The players assumed the roles of their future selves at age 26, earning a living and paying bills. As they moved about the gym, they stopped at 13 different stations, such as Housing, Utilities, the Shopping Center and Chance. They made deposits and withdrawals.
To “win” at this game, the goal is to break even, and maybe have some money left over at the end of the month. In addition to the Reality U exercise in the gym, students attended breakout sessions with community volunteers, including young professionals who are now living what the middle school students had just simulated.
This was the second year for Great Bend to offer Reality U. The volunteers are enthusiastic; many have commented, “I wish I could send my high school (or college) student to this!” Let’s hope the students also got something out of it.
Middle school is an in-between time for kids. The bicycle rack outside GBMS is filled with two-wheelers of varied sizes, and the eighth graders have varied levels of maturity. A year from now they will be high school freshmen and many of them will be eligible for a learner’s permit to drive a car. But at 13 years old they are 13 years away for their 26-year-old selves — a lifetime, in other words.

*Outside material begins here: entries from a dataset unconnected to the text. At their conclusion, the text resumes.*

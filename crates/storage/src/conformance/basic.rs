use serde_json::json;

use super::{check, TestResult};
use crate::KeyValueStore;

pub(super) fn run_basic_tests<S, F>(factory: &F) -> Vec<TestResult>
where
    S: KeyValueStore,
    F: Fn() -> S,
{
    vec![
        TestResult::from_result("basic", "get_missing_is_none", get_missing_is_none(factory())),
        TestResult::from_result("basic", "put_then_get", put_then_get(factory())),
        TestResult::from_result("basic", "put_overwrites", put_overwrites(factory())),
        TestResult::from_result("basic", "remove_deletes", remove_deletes(factory())),
        TestResult::from_result(
            "basic",
            "remove_missing_is_ok",
            remove_missing_is_ok(factory()),
        ),
        TestResult::from_result("basic", "keys_are_sorted", keys_are_sorted(factory())),
    ]
}

fn get_missing_is_none(store: impl KeyValueStore) -> Result<(), String> {
    let got = store.get("absent").map_err(|e| e.to_string())?;
    check(got.is_none(), format!("expected None, got {:?}", got))
}

fn put_then_get(store: impl KeyValueStore) -> Result<(), String> {
    let value = json!({"count": 3, "nested": {"ok": true}});
    store.put("k", value.clone()).map_err(|e| e.to_string())?;
    let got = store.get("k").map_err(|e| e.to_string())?;
    check(got == Some(value), format!("unexpected value {:?}", got))
}

fn put_overwrites(store: impl KeyValueStore) -> Result<(), String> {
    store.put("k", json!(1)).map_err(|e| e.to_string())?;
    store.put("k", json!(2)).map_err(|e| e.to_string())?;
    let got = store.get("k").map_err(|e| e.to_string())?;
    check(got == Some(json!(2)), format!("expected 2, got {:?}", got))
}

fn remove_deletes(store: impl KeyValueStore) -> Result<(), String> {
    store.put("k", json!("v")).map_err(|e| e.to_string())?;
    store.remove("k").map_err(|e| e.to_string())?;
    let got = store.get("k").map_err(|e| e.to_string())?;
    check(got.is_none(), format!("expected None after remove, got {:?}", got))
}

fn remove_missing_is_ok(store: impl KeyValueStore) -> Result<(), String> {
    store.remove("never-written").map_err(|e| e.to_string())
}

fn keys_are_sorted(store: impl KeyValueStore) -> Result<(), String> {
    for key in ["b", "a", "c"] {
        store.put(key, json!(null)).map_err(|e| e.to_string())?;
    }
    let keys = store.keys().map_err(|e| e.to_string())?;
    check(keys == ["a", "b", "c"], format!("unexpected keys {:?}", keys))
}
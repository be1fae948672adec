use herald_storage::StorageError;

use crate::jit::JitError;

/// Errors surfaced by the engine to its host.
#[derive(Debug, thiserror::Error)]
pub enum EngineError {
    /// Persisted state could not be read or written.
    #[error(transparent)]
    Storage(#[from] StorageError),

    /// A campaign set definition could not be decoded.
    #[error("invalid campaign definition: {message}")]
    Definition { message: String },

    /// Engine configuration is malformed.
    #[error("invalid configuration: {message}")]
    Config { message: String },

    /// A JIT sync failed.
    #[error(transparent)]
    Jit(#[from] JitError),
}

impl EngineError {
    pub(crate) fn definition(message: impl Into<String>) -> Self {
        EngineError::Definition {
            message: message.into(),
        }
    }

    pub(crate) fn config(message: impl Into<String>) -> Self {
        EngineError::Config {
            message: message.into(),
        }
    }
}
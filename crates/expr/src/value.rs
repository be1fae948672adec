//! Runtime values and expression tree nodes.
//!
//! A single enum serves as both the parsed tree and the result of
//! reducing it: literals reduce to themselves, `Variable` resolves
//! through a context, `Call` reduces through the operator registry.

use std::collections::BTreeSet;
use std::fmt;

use crate::error::ExprError;

// ──────────────────────────────────────────────
// Value
// ──────────────────────────────────────────────

/// Expression value. Derived equality is the language's equality rule:
/// values of different kinds are never equal.
#[derive(Debug, Clone, PartialEq)]
pub enum Value {
    Nil,
    Bool(bool),
    /// All numbers are floating point.
    Number(f64),
    Text(String),
    /// Deduplicated, unordered string set.
    Set(BTreeSet<String>),
    /// Unresolved variable reference.
    Variable(String),
    /// Named function, opaque until applied.
    Operator(String),
    /// S-expression; the first element must reduce to an `Operator`.
    Call(Vec<Value>),
    Error(ExprError),
}

impl Value {
    /// Returns a human-readable kind name for error messages.
    pub fn type_name(&self) -> &'static str {
        match self {
            Value::Nil => "Nil",
            Value::Bool(_) => "Bool",
            Value::Number(_) => "Number",
            Value::Text(_) => "Text",
            Value::Set(_) => "Set",
            Value::Variable(_) => "Variable",
            Value::Operator(_) => "Operator",
            Value::Call(_) => "Call",
            Value::Error(_) => "Error",
        }
    }

    pub fn is_nil(&self) -> bool {
        matches!(self, Value::Nil)
    }

    /// Builds a `Set` from any iterator of strings, collapsing duplicates.
    pub fn set<I, S>(members: I) -> Value
    where
        I: IntoIterator<Item = S>,
        S: Into<String>,
    {
        Value::Set(members.into_iter().map(Into::into).collect())
    }

    pub fn text(s: impl Into<String>) -> Value {
        Value::Text(s.into())
    }

    /// Converts a JSON scalar into a value. Arrays are accepted only when
    /// every element is a string; objects are never converted.
    pub fn from_json(json: &serde_json::Value) -> Option<Value> {
        match json {
            serde_json::Value::Null => Some(Value::Nil),
            serde_json::Value::Bool(b) => Some(Value::Bool(*b)),
            serde_json::Value::Number(n) => n.as_f64().map(Value::Number),
            serde_json::Value::String(s) => Some(Value::Text(s.clone())),
            serde_json::Value::Array(items) => items
                .iter()
                .map(|i| i.as_str().map(str::to_string))
                .collect::<Option<BTreeSet<_>>>()
                .map(Value::Set),
            serde_json::Value::Object(_) => None,
        }
    }

    /// Converts a reduced value to JSON. Tree-only nodes serialize to
    /// their source text.
    pub fn to_json(&self) -> serde_json::Value {
        match self {
            Value::Nil => serde_json::Value::Null,
            Value::Bool(b) => serde_json::Value::Bool(*b),
            Value::Number(n) => serde_json::Number::from_f64(*n)
                .map(serde_json::Value::Number)
                .unwrap_or(serde_json::Value::Null),
            Value::Text(s) => serde_json::Value::String(s.clone()),
            Value::Set(members) => serde_json::Value::Array(
                members
                    .iter()
                    .map(|m| serde_json::Value::String(m.clone()))
                    .collect(),
            ),
            other => serde_json::Value::String(other.to_string()),
        }
    }
}

/// Formats a number, dropping the fraction of integral values.
pub fn format_number(n: f64) -> String {
    if n.is_finite() && n.fract() == 0.0 && n.abs() < 1e15 {
        format!("{}", n as i64)
    } else {
        format!("{}", n)
    }
}

fn write_quoted(f: &mut fmt::Formatter<'_>, s: &str) -> fmt::Result {
    write!(f, "\"")?;
    for c in s.chars() {
        match c {
            '"' => write!(f, "\\\"")?,
            '\\' => write!(f, "\\\\")?,
            '\n' => write!(f, "\\n")?,
            '\t' => write!(f, "\\t")?,
            '\r' => write!(f, "\\r")?,
            other => write!(f, "{}", other)?,
        }
    }
    write!(f, "\"")
}

/// Renders the value in source syntax.
impl fmt::Display for Value {
    fn fmt(&self, f: &mut fmt::Formatter<'_>) -> fmt::Result {
        match self {
            Value::Nil => write!(f, "nil"),
            Value::Bool(b) => write!(f, "{}", b),
            Value::Number(n) => write!(f, "{}", format_number(*n)),
            Value::Text(s) => write_quoted(f, s),
            Value::Set(members) => {
                write!(f, "[")?;
                for (i, m) in members.iter().enumerate() {
                    if i > 0 {
                        write!(f, " ")?;
                    }
                    write_quoted(f, m)?;
                }
                write!(f, "]")
            }
            Value::Variable(name) => write!(f, "`{}`", name),
            Value::Operator(symbol) => write!(f, "{}", symbol),
            Value::Call(items) => {
                write!(f, "(")?;
                for (i, item) in items.iter().enumerate() {
                    if i > 0 {
                        write!(f, " ")?;
                    }
                    write!(f, "{}", item)?;
                }
                write!(f, ")")
            }
            Value::Error(e) => write!(f, "<{}>", e),
        }
    }
}

impl From<ExprError> for Value {
    fn from(e: ExprError) -> Self {
        Value::Error(e)
    }
}

// ──────────────────────────────────────────────
// Tests
// ──────────────────────────────────────────────
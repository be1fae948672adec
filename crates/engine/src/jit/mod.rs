//! Just-in-time eligibility confirmation.
//!
//! Campaigns flagged `requires_jit_sync` are only shown once the backend
//! confirms them. Confirmations are cached per campaign for a TTL; failed
//! round-trips throttle further attempts.

pub mod cache;
pub mod client;
pub mod protocol;
pub mod transport;

use time::{Duration, OffsetDateTime};

pub use cache::{JitCache, SyncedJitResult};
pub use client::{JitSettings, JitSyncClient, SyncedState};
pub use protocol::{DeviceIds, JitRequest, ViewCount};
#[cfg(feature = "http")]
pub use transport::HttpJitTransport;
pub use transport::{JitTransport, TransportError};

#[derive(Debug, Clone, PartialEq, Eq, thiserror::Error)]
pub enum JitError {
    /// The request never produced a usable response.
    #[error("JIT transport failed: {cause}")]
    Transport {
        cause: String,
        retry_after: Option<Duration>,
    },

    /// The response body was not a valid eligibility answer.
    #[error("malformed JIT response: {message}")]
    Format { message: String },

    /// Syncing is paused after earlier failures.
    #[error("JIT sync throttled until {until}")]
    Throttled { until: OffsetDateTime },
}

impl From<TransportError> for JitError {
    fn from(e: TransportError) -> Self {
        JitError::Transport {
            cause: e.cause,
            retry_after: e.retry_after,
        }
    }
}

Even the young professionals who spoke to the students indicated that they had to learn some things the hard way.
This week we also spoke to Matt Mazouch, who used to teach drafting at Great Bend High School but will soon teach carpentry to males 18 to 25 years old in prison at Larned. When he taught high school kids, some were ready to learn and some weren’t.
“If high school students don’t realize how important education is, then they will not be motivated until they see or feel the hardship of not making enough money, or going to work every day to a job they dislike and not having enough time and money to go back to school,” Mazouch said.
That doesn’t mean that programs like Reality U aren’t worthwhile. Some kids will get the message now, and others will learn when they are hit by Reality, for real. At least they have been given the opportunity to see what lies ahead.